Colored objects appear faded or even yellowed.
While reading one may need brighter lighting.
The affected eye seems to see double of things.
Eyeglasses may need repeated changes due to change in the number of the eye.
Second sight, a temporary condition where the short sight may get better for a short period of time.
Routine eye check-ups generally give an early diagnosis of cataracts. Doctors record medical history and a description of the symptoms, if any, and perform a series of evaluations to rule out other conditions and confirm cataracts.
These tests include:
Visual acuity test:
The patient is made to read a series of letters in the order of decreasing size of these letters. This is done for one eye at a time, by covering the other eye. Here the doctor determines if the patient has a 20/20 vision or there are signs of impairment.
The slit-lamp refers to the microscope that casts an intense ray of light through a slit, thus illuminating the cornea, iris, lens, and space between the cornea and iris.
This technique allows the doctor to magnify and see the structures that are in the front of the eye. A magnified view allows thorough evaluation and recognizes anomalies in the structures.
It requires the doctor to prepare the eye for the examination. This is done by putting an eye-drop which dilates (widens) the pupil.
Dilation of the pupil facilitates a clearer view of the retina of the eye. Then using a slit-lamp or ophthalmoscope, the doctor observes the presence of signs or structures indicative of cataract.
Cataract surgeries generally do not need to be planned in haste. Except for conditions like diabetes, where cataract formation occurs speedily. However, the doctor will evaluate and advise what will be the best course of action.
The doctors usually delay the cataract surgery unless it is hampering the quality of vision. Such as, it is coming in the way of reading, driving at night, categorized as daily normal activities.
The surgery comprises removal of the clouded lens and replacing it with an artificial clear lens, called an Intraocular lens. Once replaced, it remains a permanent part of the eye.
Patients for whom the lens may not suit after removal of the clouded lens space, have avoided. Their vision is then corrected using spectacles or lenses.

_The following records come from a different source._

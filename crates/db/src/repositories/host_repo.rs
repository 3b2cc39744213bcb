//! Repository for the `hosts` table.

use imperium_core::status::{HostStatus, SessionStatus};
use imperium_core::types::DbId;
use sqlx::{PgConnection, PgExecutor, PgPool};

use crate::models::host::{CreateHost, Host, UpdateHost};
use crate::repositories::DeleteOutcome;

/// Column list shared across queries to avoid repetition.
const COLUMNS: &str = "id, owner_id, name, ip_address, port, status_id, created_at, updated_at";

/// Result of a guarded operator status change.
#[derive(Debug, Clone)]
pub enum StatusChange {
    Updated(Host),
    NotFound,
    /// The host has an ACTIVE session and the requested status differs from
    /// the current one.
    BlockedByActiveSession,
}

/// Provides CRUD operations and status transitions for hosts.
pub struct HostRepo;

impl HostRepo {
    /// Insert a new host (status AVAILABLE), returning the created row.
    pub async fn create<'e>(
        executor: impl PgExecutor<'e>,
        owner_id: DbId,
        input: &CreateHost,
    ) -> Result<Host, sqlx::Error> {
        let query = format!(
            "INSERT INTO hosts (owner_id, name, ip_address, port, status_id)
             VALUES ($1, $2, $3, $4, $5)
             RETURNING {COLUMNS}"
        );
        sqlx::query_as::<_, Host>(&query)
            .bind(owner_id)
            .bind(&input.name)
            .bind(&input.ip_address)
            .bind(input.port)
            .bind(HostStatus::Available.id())
            .fetch_one(executor)
            .await
    }

    /// Return the owner's host registered under (name, address, port),
    /// creating it if it does not exist yet.
    ///
    /// Concurrent calls with the same triple converge on one row through the
    /// `uq_hosts_owner_name_address_port` constraint.
    pub async fn get_or_create(
        pool: &PgPool,
        owner_id: DbId,
        input: &CreateHost,
    ) -> Result<Host, sqlx::Error> {
        let insert = format!(
            "INSERT INTO hosts (owner_id, name, ip_address, port, status_id)
             VALUES ($1, $2, $3, $4, $5)
             ON CONFLICT ON CONSTRAINT uq_hosts_owner_name_address_port DO NOTHING
             RETURNING {COLUMNS}"
        );
        let created = sqlx::query_as::<_, Host>(&insert)
            .bind(owner_id)
            .bind(&input.name)
            .bind(&input.ip_address)
            .bind(input.port)
            .bind(HostStatus::Available.id())
            .fetch_optional(pool)
            .await?;

        if let Some(host) = created {
            return Ok(host);
        }

        let select = format!(
            "SELECT {COLUMNS} FROM hosts
             WHERE owner_id = $1 AND name = $2 AND ip_address = $3 AND port = $4"
        );
        sqlx::query_as::<_, Host>(&select)
            .bind(owner_id)
            .bind(&input.name)
            .bind(&input.ip_address)
            .bind(input.port)
            .fetch_one(pool)
            .await
    }

    /// Find a host by internal ID.
    pub async fn find_by_id<'e>(
        executor: impl PgExecutor<'e>,
        id: DbId,
    ) -> Result<Option<Host>, sqlx::Error> {
        let query = format!("SELECT {COLUMNS} FROM hosts WHERE id = $1");
        sqlx::query_as::<_, Host>(&query)
            .bind(id)
            .fetch_optional(executor)
            .await
    }

    /// Find a host and take a row lock on it for the rest of the transaction.
    pub async fn lock_by_id(conn: &mut PgConnection, id: DbId) -> Result<Option<Host>, sqlx::Error> {
        let query = format!("SELECT {COLUMNS} FROM hosts WHERE id = $1 FOR UPDATE");
        sqlx::query_as::<_, Host>(&query)
            .bind(id)
            .fetch_optional(conn)
            .await
    }

    /// List hosts owned by a user, most recently created first.
    pub async fn list_by_owner<'e>(
        executor: impl PgExecutor<'e>,
        owner_id: DbId,
    ) -> Result<Vec<Host>, sqlx::Error> {
        let query =
            format!("SELECT {COLUMNS} FROM hosts WHERE owner_id = $1 ORDER BY created_at DESC, id DESC");
        sqlx::query_as::<_, Host>(&query)
            .bind(owner_id)
            .fetch_all(executor)
            .await
    }

    /// Overwrite address, port and status. Returns `None` if the host does not exist.
    pub async fn update<'e>(
        executor: impl PgExecutor<'e>,
        id: DbId,
        input: &UpdateHost,
    ) -> Result<Option<Host>, sqlx::Error> {
        let query = format!(
            "UPDATE hosts SET ip_address = $2, port = $3, status_id = $4
             WHERE id = $1
             RETURNING {COLUMNS}"
        );
        sqlx::query_as::<_, Host>(&query)
            .bind(id)
            .bind(&input.ip_address)
            .bind(input.port)
            .bind(input.status.id())
            .fetch_optional(executor)
            .await
    }

    /// Unconditionally overwrite a host's status.
    ///
    /// Used by session coordination inside its own transaction, where the
    /// session row lock already orders the flip against the transition.
    pub async fn update_status<'e>(
        executor: impl PgExecutor<'e>,
        id: DbId,
        status: HostStatus,
    ) -> Result<Option<Host>, sqlx::Error> {
        let query = format!("UPDATE hosts SET status_id = $2 WHERE id = $1 RETURNING {COLUMNS}");
        sqlx::query_as::<_, Host>(&query)
            .bind(id)
            .bind(status.id())
            .fetch_optional(executor)
            .await
    }

    /// Operator-facing status overwrite.
    ///
    /// Refuses to change the status of a host that currently has an ACTIVE
    /// session; setting the status it already has is a no-op.
    pub async fn update_status_guarded(
        pool: &PgPool,
        id: DbId,
        status: HostStatus,
    ) -> Result<StatusChange, sqlx::Error> {
        let mut tx = pool.begin().await?;

        let Some(host) = Self::lock_by_id(&mut tx, id).await? else {
            return Ok(StatusChange::NotFound);
        };
        if Self::status_change_blocked(&mut tx, &host, status).await? {
            return Ok(StatusChange::BlockedByActiveSession);
        }

        let updated = Self::update_status(&mut *tx, id, status).await?;
        tx.commit().await?;
        Ok(updated.map_or(StatusChange::NotFound, StatusChange::Updated))
    }

    /// Full update with the same status guard as [`Self::update_status_guarded`].
    pub async fn update_guarded(
        pool: &PgPool,
        id: DbId,
        input: &UpdateHost,
    ) -> Result<StatusChange, sqlx::Error> {
        let mut tx = pool.begin().await?;

        let Some(host) = Self::lock_by_id(&mut tx, id).await? else {
            return Ok(StatusChange::NotFound);
        };
        if Self::status_change_blocked(&mut tx, &host, input.status).await? {
            return Ok(StatusChange::BlockedByActiveSession);
        }

        let updated = Self::update(&mut *tx, id, input).await?;
        tx.commit().await?;
        Ok(updated.map_or(StatusChange::NotFound, StatusChange::Updated))
    }

    /// A locked host may not change status while it has an ACTIVE session.
    async fn status_change_blocked(
        conn: &mut PgConnection,
        host: &Host,
        status: HostStatus,
    ) -> Result<bool, sqlx::Error> {
        if host.status() == status {
            return Ok(false);
        }
        let (active,): (i64,) =
            sqlx::query_as("SELECT COUNT(*) FROM sessions WHERE host_id = $1 AND status_id = $2")
                .bind(host.id)
                .bind(SessionStatus::Active.id())
                .fetch_one(conn)
                .await?;
        Ok(active > 0)
    }

    /// Delete a host after removing its terminal session history.
    ///
    /// Refuses while any PENDING or ACTIVE session references the host.
    pub async fn delete_with_history(pool: &PgPool, id: DbId) -> Result<DeleteOutcome, sqlx::Error> {
        let mut tx = pool.begin().await?;

        if Self::lock_by_id(&mut tx, id).await?.is_none() {
            return Ok(DeleteOutcome::NotFound);
        }

        let (live,): (i64,) = sqlx::query_as(
            "SELECT COUNT(*) FROM sessions WHERE host_id = $1 AND status_id IN ($2, $3)",
        )
        .bind(id)
        .bind(SessionStatus::Pending.id())
        .bind(SessionStatus::Active.id())
        .fetch_one(&mut *tx)
        .await?;
        if live > 0 {
            return Ok(DeleteOutcome::HasLiveSessions);
        }

        sqlx::query("DELETE FROM sessions WHERE host_id = $1")
            .bind(id)
            .execute(&mut *tx)
            .await?;
        sqlx::query("DELETE FROM hosts WHERE id = $1")
            .bind(id)
            .execute(&mut *tx)
            .await?;

        tx.commit().await?;
        Ok(DeleteOutcome::Deleted)
    }
}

Local anesthesia is used to numb the area around the eye during the procedure. The patient is awake during the procedure. There is discomfort to the operated area for a few days, but the complete healing happens in about eight weeks. In this duration, the doctor will call the patient to check up to evaluate the healing process.
If there is a simultaneous cataract formation in both eyes, the doctor operates one eye first. After the surgical wound of the operated eye recovers in roughly eight weeks, the other eye is operated on.
Cataract surgery is usually an outpatient procedure. The patient can go home the same day, with instructions for care from the operating doctor.
The surgery is safe in most cases, only in a few cases there could be a risk of bleeding and/ or infection. Therefore, going to an experienced surgeon is advised. Despite the procedure being applied extensively to correct cataracts, it does increase the risk of retinal detachment.